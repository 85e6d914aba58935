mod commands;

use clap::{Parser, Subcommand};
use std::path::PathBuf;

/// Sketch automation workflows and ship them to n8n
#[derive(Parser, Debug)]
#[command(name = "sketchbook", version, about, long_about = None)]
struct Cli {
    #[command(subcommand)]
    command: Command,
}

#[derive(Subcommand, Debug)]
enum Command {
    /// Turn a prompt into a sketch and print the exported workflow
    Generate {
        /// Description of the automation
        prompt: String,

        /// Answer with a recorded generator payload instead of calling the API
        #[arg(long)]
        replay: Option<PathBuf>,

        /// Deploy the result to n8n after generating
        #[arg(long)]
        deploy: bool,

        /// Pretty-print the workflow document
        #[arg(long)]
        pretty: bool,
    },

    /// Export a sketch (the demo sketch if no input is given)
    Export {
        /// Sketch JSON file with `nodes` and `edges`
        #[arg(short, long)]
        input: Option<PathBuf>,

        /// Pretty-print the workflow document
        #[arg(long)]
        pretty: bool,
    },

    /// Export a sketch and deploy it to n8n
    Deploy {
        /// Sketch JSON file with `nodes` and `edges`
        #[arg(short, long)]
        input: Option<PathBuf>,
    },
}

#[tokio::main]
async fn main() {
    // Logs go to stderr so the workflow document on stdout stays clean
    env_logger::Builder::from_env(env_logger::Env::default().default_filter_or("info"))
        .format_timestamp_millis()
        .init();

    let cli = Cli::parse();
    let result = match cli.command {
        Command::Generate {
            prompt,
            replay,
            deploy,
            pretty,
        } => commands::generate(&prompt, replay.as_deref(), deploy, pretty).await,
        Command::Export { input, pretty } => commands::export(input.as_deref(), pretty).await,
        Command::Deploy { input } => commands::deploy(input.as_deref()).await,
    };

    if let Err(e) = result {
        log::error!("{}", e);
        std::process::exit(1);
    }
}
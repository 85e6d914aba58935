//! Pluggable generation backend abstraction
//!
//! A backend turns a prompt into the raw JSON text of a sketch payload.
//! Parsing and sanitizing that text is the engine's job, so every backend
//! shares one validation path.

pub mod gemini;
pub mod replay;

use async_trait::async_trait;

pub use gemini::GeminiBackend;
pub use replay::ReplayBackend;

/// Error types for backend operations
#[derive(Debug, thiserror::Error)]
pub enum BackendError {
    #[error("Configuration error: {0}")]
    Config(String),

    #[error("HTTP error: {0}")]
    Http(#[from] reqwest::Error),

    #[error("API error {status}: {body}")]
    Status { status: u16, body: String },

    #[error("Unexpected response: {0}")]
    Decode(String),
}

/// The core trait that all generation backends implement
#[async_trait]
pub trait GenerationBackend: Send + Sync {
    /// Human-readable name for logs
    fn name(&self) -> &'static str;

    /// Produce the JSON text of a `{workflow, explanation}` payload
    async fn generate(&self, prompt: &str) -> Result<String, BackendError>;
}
::::
For each line above that contains "PathBuf", make a copy.

Your solution -
use std::path::PathBuf;
        replay: Option<PathBuf>,
        input: Option<PathBuf>,
        input: Option<PathBuf>,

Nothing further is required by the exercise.